- **Instructions for the task**:
From the first line of the entries below to the line with "fn milk(id: &str, quantity: f64)", give each line again exactly.

- **Study material**:
---*---
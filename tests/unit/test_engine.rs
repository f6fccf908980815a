//! Sync engine behavior against mocked remote and connectivity:
//! offline no-op, partial-failure continuation, idempotent replay,
//! pull fallback, and the two end-to-end scenarios.

use std::sync::Arc;
use std::time::Duration;

use larder::engine::{run_periodic, SyncConfig, SyncEngine};
use larder::model::{InventoryItem, InventoryItemPatch, StorageLocation};
use larder::queue::OpKind;
use larder::state::AppState;
use larder::storage::MemoryStore;

use crate::support::{GatedConnectivity, MockConnectivity, MockRemote};

struct Harness {
    remote: Arc<MockRemote>,
    connectivity: Arc<MockConnectivity>,
    engine: SyncEngine,
    state: AppState,
}

fn harness(online: bool) -> Harness {
    harness_with(online, SyncConfig::default())
}

fn harness_with(online: bool, config: SyncConfig) -> Harness {
    let remote = Arc::new(MockRemote::new());
    let connectivity = Arc::new(MockConnectivity::new(online));
    let engine = SyncEngine::new(
        Arc::clone(&remote) as Arc<dyn larder::remote::RemoteStore>,
        Arc::clone(&connectivity) as Arc<dyn larder::remote::Connectivity>,
        config,
    );
    let state = AppState::load(Arc::new(MemoryStore::new()), "u1").unwrap();
    Harness {
        remote,
        connectivity,
        engine,
        state,
    }
}

fn milk(id: &str, quantity: f64) -> InventoryItem {
    let mut item = InventoryItem::new("u1", "Milk", quantity, "l", StorageLocation::Fridge).unwrap();
    item.id = id.to_string();
    item
}

#[tokio::test]
async fn offline_cycle_is_a_noop() {
    let mut h = harness(false);
    h.state.add_item(milk("a", 2.0)).unwrap();
    let queued_before = h.state.queue().drain().unwrap();

    let report = h.engine.sync_cycle(&mut h.state).await;

    assert_eq!(report.success, 0);
    assert_eq!(report.failed, 0);
    assert!(!report.pulled);
    assert_eq!(
        h.state.queue().drain().unwrap(),
        queued_before,
        "offline cycle must leave the queue unchanged"
    );
    assert!(h.remote.items.lock().is_empty());
}

#[tokio::test]
async fn end_to_end_offline_then_online() {
    // Start empty, enqueue a create, sync offline, then online.
    let mut h = harness(false);
    h.state.add_item(milk("a", 2.0)).unwrap();

    let report = h.engine.sync_cycle(&mut h.state).await;
    assert_eq!((report.success, report.failed), (0, 0));
    assert_eq!(h.state.queue().len().unwrap(), 1);

    h.connectivity.set_online(true);
    let report = h.engine.sync_cycle(&mut h.state).await;

    assert_eq!((report.success, report.failed), (1, 0));
    assert!(report.pulled);
    assert!(h.state.queue().is_empty().unwrap());
    assert_eq!(h.state.inventory().len(), 1);
    assert_eq!(h.state.inventory()[0].id, "a");
    assert_eq!(h.state.inventory()[0].quantity, 2.0);
}

#[tokio::test]
async fn end_to_end_update_then_delete_compacts_to_delete() {
    let mut h = harness(true);
    h.state.add_item(milk("a", 2.0)).unwrap();
    h.engine.sync_cycle(&mut h.state).await;
    assert!(h.remote.items.lock().contains_key("a"));

    let patch = InventoryItemPatch {
        quantity: Some(5.0),
        ..Default::default()
    };
    h.state.update_item("a", &patch).unwrap();
    h.state.remove_item("a").unwrap();

    let ops = h.state.queue().drain().unwrap();
    assert_eq!(ops.len(), 1, "update then delete compacts to the delete");
    assert_eq!(ops[0].kind, OpKind::Delete);

    let report = h.engine.sync_cycle(&mut h.state).await;
    assert_eq!((report.success, report.failed), (1, 0));
    assert!(h.remote.items.lock().is_empty());
    assert!(h.state.inventory().is_empty());
}

#[tokio::test]
async fn delete_for_never_created_entity_drains_cleanly() {
    // Create then delete before any sync: only the delete is queued, and the
    // remote must tolerate deleting an id it never saw.
    let mut h = harness(true);
    h.state.add_item(milk("ghost", 1.0)).unwrap();
    h.state.remove_item("ghost").unwrap();

    let report = h.engine.sync_cycle(&mut h.state).await;
    assert_eq!((report.success, report.failed), (1, 0));
    assert!(h.state.queue().is_empty().unwrap());
}

#[tokio::test]
async fn partial_failure_retains_only_the_failed_operation() {
    let mut h = harness(true);
    for id in ["a", "b", "c", "d"] {
        h.state.add_item(milk(id, 1.0)).unwrap();
    }
    h.remote.fail_writes_for("c");

    let report = h.engine.sync_cycle(&mut h.state).await;

    assert_eq!(report.success, 3);
    assert_eq!(report.failed, 1);
    let remaining = h.state.queue().drain().unwrap();
    assert_eq!(remaining.len(), 1);
    assert_eq!(remaining[0].payload.entity_id(), "c");

    let failed: Vec<_> = report.outcomes.iter().filter(|o| !o.succeeded()).collect();
    assert_eq!(failed.len(), 1);
    assert_eq!(failed[0].entity_id, "c");

    // Next cycle retries and succeeds
    h.remote.clear_write_failures();
    let report = h.engine.sync_cycle(&mut h.state).await;
    assert_eq!((report.success, report.failed), (1, 0));
    assert!(h.state.queue().is_empty().unwrap());
}

#[tokio::test]
async fn replaying_a_create_twice_is_idempotent() {
    let h = harness(true);
    let item = milk("a", 2.0);
    // Simulate a retry after a false-negative failure: same create twice
    use larder::remote::RemoteStore;
    h.remote.create_item(&item).await.unwrap();
    h.remote.create_item(&item).await.unwrap();

    assert_eq!(h.remote.items.lock().len(), 1, "second create overwrites by id");
    assert_eq!(
        h.remote.create_item_calls.load(std::sync::atomic::Ordering::SeqCst),
        2
    );
}

#[tokio::test]
async fn pull_overwrites_local_with_server_truth() {
    let mut h = harness(true);
    // Remote already holds an item this device has never seen
    use larder::remote::RemoteStore;
    h.remote.create_item(&milk("remote-only", 3.0)).await.unwrap();

    let report = h.engine.sync_cycle(&mut h.state).await;
    assert!(report.pulled);
    assert_eq!(h.state.inventory().len(), 1);
    assert_eq!(h.state.inventory()[0].id, "remote-only");
}

#[tokio::test]
async fn pull_failure_falls_back_to_local_snapshot() {
    let mut h = harness(true);
    h.state.add_item(milk("a", 2.0)).unwrap();
    h.engine.sync_cycle(&mut h.state).await;
    assert_eq!(h.state.inventory().len(), 1);

    h.remote.set_fail_pulls(true);
    let report = h.engine.sync_cycle(&mut h.state).await;

    assert!(!report.pulled);
    assert_eq!(
        h.state.inventory().len(),
        1,
        "a failed pull must never empty local state"
    );
}

#[tokio::test]
async fn always_pull_can_drop_a_failed_local_edit() {
    // Default behavior: pull runs even after a failed drain, so the pulled
    // server truth overwrites the local edit that failed to push.
    let mut h = harness(true);
    h.state.add_item(milk("a", 2.0)).unwrap();
    h.remote.fail_writes_for("a");

    let report = h.engine.sync_cycle(&mut h.state).await;

    assert_eq!(report.failed, 1);
    assert!(report.pulled);
    assert!(
        h.state.inventory().is_empty(),
        "server truth (empty) replaced the unsynced local item"
    );
    // The operation is still queued, so the next successful drain restores it
    assert_eq!(h.state.queue().len().unwrap(), 1);
}

#[tokio::test]
async fn skip_pull_after_partial_failure_preserves_local_edit() {
    let config = SyncConfig {
        pull_after_partial_failure: false,
    };
    let mut h = harness_with(true, config);
    h.state.add_item(milk("a", 2.0)).unwrap();
    h.remote.fail_writes_for("a");

    let report = h.engine.sync_cycle(&mut h.state).await;

    assert_eq!(report.failed, 1);
    assert!(!report.pulled, "pull must be skipped after a drain failure");
    assert_eq!(h.state.inventory().len(), 1);
}

#[tokio::test]
async fn cycle_started_while_another_is_in_flight_returns_empty_report() {
    let remote = Arc::new(MockRemote::new());
    let connectivity = Arc::new(GatedConnectivity::new());
    let engine = Arc::new(SyncEngine::new(
        Arc::clone(&remote) as Arc<dyn larder::remote::RemoteStore>,
        Arc::clone(&connectivity) as Arc<dyn larder::remote::Connectivity>,
        SyncConfig::default(),
    ));

    // First cycle parks inside the connectivity probe, holding the guard
    let first_state = Arc::new(tokio::sync::Mutex::new(
        AppState::load(Arc::new(MemoryStore::new()), "u1").unwrap(),
    ));
    let first = {
        let engine = Arc::clone(&engine);
        let state = Arc::clone(&first_state);
        tokio::spawn(async move {
            let mut state = state.lock().await;
            engine.sync_cycle(&mut state).await
        })
    };
    while !connectivity.is_held() {
        tokio::task::yield_now().await;
    }

    // Second caller races in while the first is still in flight
    let mut other = AppState::load(Arc::new(MemoryStore::new()), "u1").unwrap();
    other.add_item(milk("b", 1.0)).unwrap();
    let report = engine.sync_cycle(&mut other).await;

    assert_eq!((report.success, report.failed), (0, 0));
    assert!(!report.pulled);
    assert!(report.outcomes.is_empty());
    assert_eq!(
        other.queue().len().unwrap(),
        1,
        "a skipped cycle must not drain the queue"
    );

    connectivity.release();
    let first_report = first.await.unwrap();
    assert!(first_report.pulled, "the held cycle completes normally");
}

#[tokio::test]
async fn periodic_driver_stops_when_shutdown_flips() {
    let remote = Arc::new(MockRemote::new());
    let connectivity = Arc::new(MockConnectivity::new(true));
    let engine = Arc::new(SyncEngine::new(
        Arc::clone(&remote) as Arc<dyn larder::remote::RemoteStore>,
        Arc::clone(&connectivity) as Arc<dyn larder::remote::Connectivity>,
        SyncConfig::default(),
    ));
    let state = Arc::new(tokio::sync::Mutex::new(
        AppState::load(Arc::new(MemoryStore::new()), "u1").unwrap(),
    ));
    let (shutdown_tx, shutdown_rx) = tokio::sync::watch::channel(false);

    let driver = tokio::spawn(run_periodic(
        engine,
        state,
        Duration::from_secs(3600),
        shutdown_rx,
    ));
    shutdown_tx.send(true).unwrap();

    tokio::time::timeout(Duration::from_secs(5), driver)
        .await
        .expect("driver must stop once the shutdown flag flips")
        .unwrap();
}

#[tokio::test]
async fn periodic_driver_stops_when_shutdown_sender_drops() {
    let remote = Arc::new(MockRemote::new());
    let connectivity = Arc::new(MockConnectivity::new(false));
    let engine = Arc::new(SyncEngine::new(
        Arc::clone(&remote) as Arc<dyn larder::remote::RemoteStore>,
        Arc::clone(&connectivity) as Arc<dyn larder::remote::Connectivity>,
        SyncConfig::default(),
    ));
    let state = Arc::new(tokio::sync::Mutex::new(
        AppState::load(Arc::new(MemoryStore::new()), "u1").unwrap(),
    ));
    let (shutdown_tx, shutdown_rx) = tokio::sync::watch::channel(false);

    let driver = tokio::spawn(run_periodic(
        engine,
        state,
        Duration::from_secs(3600),
        shutdown_rx,
    ));
    drop(shutdown_tx);

    tokio::time::timeout(Duration::from_secs(5), driver)
        .await
        .expect("driver must stop once the shutdown sender is gone")
        .unwrap();
}

#[tokio::test]
async fn engine_runs_consecutive_cycles() {
    // The reentrancy guard must reset between cycles.
    let mut h = harness(true);
    h.state.add_item(milk("a", 1.0)).unwrap();
    let first = h.engine.sync_cycle(&mut h.state).await;
    assert_eq!(first.success, 1);

    h.state.add_item(milk("b", 1.0)).unwrap();
    let second = h.engine.sync_cycle(&mut h.state).await;
    assert_eq!(second.success, 1, "guard must not block a later cycle");
}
---*---
- **Output of the task**:
filename tests/unit/test_engine.rs
repository f6fccf908980815a
//! Sync engine behavior against mocked remote and connectivity:
//! offline no-op, partial-failure continuation, idempotent replay,
//! pull fallback, and the two end-to-end scenarios.

use std::sync::Arc;
use std::time::Duration;

use larder::engine::{run_periodic, SyncConfig, SyncEngine};
use larder::model::{InventoryItem, InventoryItemPatch, StorageLocation};
use larder::queue::OpKind;
use larder::state::AppState;
use larder::storage::MemoryStore;

use crate::support::{GatedConnectivity, MockConnectivity, MockRemote};

struct Harness {
    remote: Arc<MockRemote>,
    connectivity: Arc<MockConnectivity>,
    engine: SyncEngine,
    state: AppState,
}

fn harness(online: bool) -> Harness {
    harness_with(online, SyncConfig::default())
}

fn harness_with(online: bool, config: SyncConfig) -> Harness {
    let remote = Arc::new(MockRemote::new());
    let connectivity = Arc::new(MockConnectivity::new(online));
    let engine = SyncEngine::new(
        Arc::clone(&remote) as Arc<dyn larder::remote::RemoteStore>,
        Arc::clone(&connectivity) as Arc<dyn larder::remote::Connectivity>,
        config,
    );
    let state = AppState::load(Arc::new(MemoryStore::new()), "u1").unwrap();
    Harness {
        remote,
        connectivity,
        engine,
        state,
    }
}

fn milk(id: &str, quantity: f64) -> InventoryItem {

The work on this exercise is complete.